經(jīng)典的Wnt信號通路為Wnt/β-catenin途徑。Wnt在細(xì)胞上的受體是卷曲蛋白(frizzled，F(xiàn)rz)，F(xiàn)rz胞外n端具有富含半胱氨酸的結(jié)構(gòu)域(cysteine rich domain，CRD)，能與Wnt結(jié)合，其輔助受體為低密度脂蛋白受體相關(guān)蛋白(low density lipoprotein receptor-related protein，LRP)5/6。Wnt蛋白與細(xì)胞膜上的Frz及LRP5/6受體結(jié)合，作用于胞質(zhì)內(nèi)的蓬亂蛋白(dishevelled，Dsh)，活化后的Dsh抑制由軸抑制蛋白(axis inhibition protein，Axin)、結(jié)腸腺癌息肉蛋白(adenomatous polyposis coli，APC)和糖原合成激酶- 3β(glycogen synthase kinase- 3β，GSK- 3β)三者共同形成的降解復(fù)合物Axin-APC-GSK- 3β與β連鎖蛋白(β-catenin)的結(jié)合，從而切斷細(xì)胞質(zhì)中β-catenin的降解途徑，使β-catenin在細(xì)胞質(zhì)中積聚并進(jìn)入細(xì)胞核，與細(xì)胞核內(nèi)的T細(xì)胞因子(T cell factor，Tcf)/淋巴細(xì)胞增強(qiáng)因子(lymphoid enhancer factor，Lef)轉(zhuǎn)錄復(fù)合物結(jié)合，調(diào)節(jié)C-myc、Cyclin D1、Ngn- 2等靶基因的轉(zhuǎn)錄和表達(dá)，調(diào)控細(xì)胞的增殖和分化。研究表明，Wnt/β-catenin參與的信號轉(zhuǎn)導(dǎo)途徑傳遞著多種細(xì)胞生長刺激信號，特別是在神經(jīng)系統(tǒng)的發(fā)育過程中，能夠明顯促進(jìn)多種神經(jīng)干細(xì)胞的增殖和分化[5，8]。

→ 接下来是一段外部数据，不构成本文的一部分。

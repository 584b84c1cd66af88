use axum::Json;
use serde_json::{json, Value};

/// GET /health
/// Returns a simple status object with service version.
pub async fn health_handler() -> Json<Value> {
    Json(json!({
        "status": "ok",
        "version": env!("CARGO_PKG_VERSION"),
        "service": "vidhik-api"
    }))
}
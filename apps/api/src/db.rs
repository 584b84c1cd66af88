use std::time::Duration;

use anyhow::{Context, Result};
use sqlx::postgres::PgPoolOptions;
use sqlx::PgPool;
use tracing::info;

const MAX_CONNECTIONS: u32 = 10;
const ACQUIRE_TIMEOUT: Duration = Duration::from_secs(5);

/// Creates a PostgreSQL connection pool and applies pending migrations.
pub async fn create_pool(database_url: &str) -> Result<PgPool> {
    let pool = PgPoolOptions::new()
        .max_connections(MAX_CONNECTIONS)
        .acquire_timeout(ACQUIRE_TIMEOUT)
        .connect(database_url)
        .await
        .context("failed to connect to PostgreSQL")?;

    sqlx::migrate!("./migrations")
        .run(&pool)
        .await
        .context("failed to run database migrations")?;

    info!("PostgreSQL pool ready ({MAX_CONNECTIONS} connections, migrations applied)");
    Ok(pool)
}
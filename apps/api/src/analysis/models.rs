use serde::{Deserialize, Serialize};

#[derive(Debug, Clone, Copy, Serialize, Deserialize, PartialEq, Eq)]
pub enum RiskLevel {
    High,
    Medium,
    Low,
}

#[derive(Debug, Clone, Serialize, Deserialize, PartialEq)]
pub struct JargonTerm {
    pub term: String,
    pub definition: String,
}

#[derive(Debug, Clone, Serialize, Deserialize, PartialEq)]
pub struct Obligation {
    pub description: String,
    /// Either an exact `YYYY-MM-DD` date or a free-form timeframe.
    pub date: String,
}

#[derive(Debug, Clone, Serialize, Deserialize, PartialEq)]
pub struct Risk {
    pub clause: String,
    pub risk_level: RiskLevel,
    pub explanation: String,
}

#[derive(Debug, Clone, Serialize, Deserialize, PartialEq)]
pub struct PiiEntity {
    pub entity: String,
    pub original_text: String,
    pub masked_text: String,
}

/// Output of the demystify flow, persisted on chat sessions.
#[derive(Debug, Clone, Serialize, Deserialize, PartialEq)]
pub struct AnalysisResult {
    pub summary: String,
    #[serde(default)]
    pub jargon_buster: Vec<JargonTerm>,
    #[serde(default)]
    pub suggested_questions: Vec<String>,
    #[serde(default)]
    pub obligations: Vec<Obligation>,
    #[serde(default)]
    pub risk_analysis: Vec<Risk>,
    /// Full extracted text; context for follow-up questions.
    pub text: String,
    #[serde(default)]
    pub pii: Vec<PiiEntity>,
}

#[derive(Debug, Clone, Serialize, Deserialize, PartialEq)]
pub struct ClauseNote {
    pub clause: String,
    pub description: String,
}

#[derive(Debug, Clone, Serialize, Deserialize, PartialEq)]
pub struct ChangedTerm {
    pub clause: String,
    pub document_a_details: String,
    pub document_b_details: String,
    pub change_description: String,
}

/// Output of the compare flow, persisted on compare sessions.
#[derive(Debug, Clone, Serialize, Deserialize, PartialEq)]
pub struct ComparisonResult {
    pub summary: String,
    #[serde(default)]
    pub new_clauses: Vec<ClauseNote>,
    #[serde(default)]
    pub changed_terms: Vec<ChangedTerm>,
    #[serde(default)]
    pub deleted_clauses: Vec<ClauseNote>,
}

#[cfg(test)]
pub(crate) fn sample_analysis() -> AnalysisResult {
    AnalysisResult {
        summary: "A residential lease.".to_string(),
        jargon_buster: vec![JargonTerm {
            term: "Indemnify".to_string(),
            definition: "Cover the other side's losses.".to_string(),
        }],
        suggested_questions: vec!["Can the rent increase?".to_string()],
        obligations: vec![Obligation {
            description: "Pay security deposit".to_string(),
            date: "2025-03-01".to_string(),
        }],
        risk_analysis: vec![
            Risk {
                clause: "Early termination penalty".to_string(),
                risk_level: RiskLevel::High,
                explanation: "Three months' rent is forfeited.".to_string(),
            },
            Risk {
                clause: "Maintenance".to_string(),
                risk_level: RiskLevel::Low,
                explanation: "Tenant handles minor repairs.".to_string(),
            },
        ],
        text: "This lease is made between...".to_string(),
        pii: vec![],
    }
}
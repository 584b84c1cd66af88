use std::sync::Arc;

use sqlx::PgPool;

use crate::analysis::DocumentAnalyst;
use crate::auth::jwt::JwtService;
use crate::config::Config;

/// Shared application state injected into all route handlers via Axum extractors.
#[derive(Clone)]
pub struct AppState {
    pub db: PgPool,
    /// Pluggable LLM flows. Default: `LlmAnalyst`.
    pub analyst: Arc<dyn DocumentAnalyst>,
    pub jwt: JwtService,
    pub config: Config,
}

Wnt信號通路調(diào)控著視網(wǎng)膜的干細(xì)胞修復(fù)

Wnt信號通路通過其受體、配體和調(diào)節(jié)子的有序表達(dá)來調(diào)控RSCs的增殖和分化[9- 10]。對斑馬魚的研究顯示，Wnt信號上調(diào)可導(dǎo)致β-catenin在細(xì)胞內(nèi)積聚，促使視網(wǎng)膜細(xì)胞重新去分化進(jìn)入細(xì)胞周期而修復(fù)損傷視網(wǎng)膜，同時(shí)，β-catenin還能與性別決定區(qū)域Y-框2(sex-determining region Y-box 2，Sox2)通過協(xié)同作用促進(jìn)視網(wǎng)膜膠質(zhì)細(xì)胞去分化的過程，因此魚類的視網(wǎng)膜損傷后，在Wnt信號通路的作用下，能有效修復(fù)損傷的視網(wǎng)膜，恢復(fù)視功能，兩棲類動(dòng)物的視網(wǎng)膜修復(fù)過程也和魚類相類似[11- 12]。一般認(rèn)為，這種視網(wǎng)膜自我修復(fù)的功能只存在于兩棲類和魚類等低等脊椎動(dòng)物中，然而最近研究發(fā)現(xiàn)，在小鼠的視網(wǎng)膜中，Wnt通路激活后，其視網(wǎng)膜神經(jīng)元也可以重新回到視網(wǎng)膜祖細(xì)胞的狀態(tài)，隨后通過加入外源性造血干細(xì)胞(hematopoietic stem and progenitor cells，HSPCs)后，可以使這些視網(wǎng)膜祖細(xì)胞向視網(wǎng)膜神經(jīng)元分化，最終發(fā)育成終末分化的神經(jīng)元[13]。這種通過上調(diào)信號通路及干細(xì)胞融合介導(dǎo)的細(xì)胞重編程能否成為一種組織再生的潛在機(jī)制還有待進(jìn)一步研究。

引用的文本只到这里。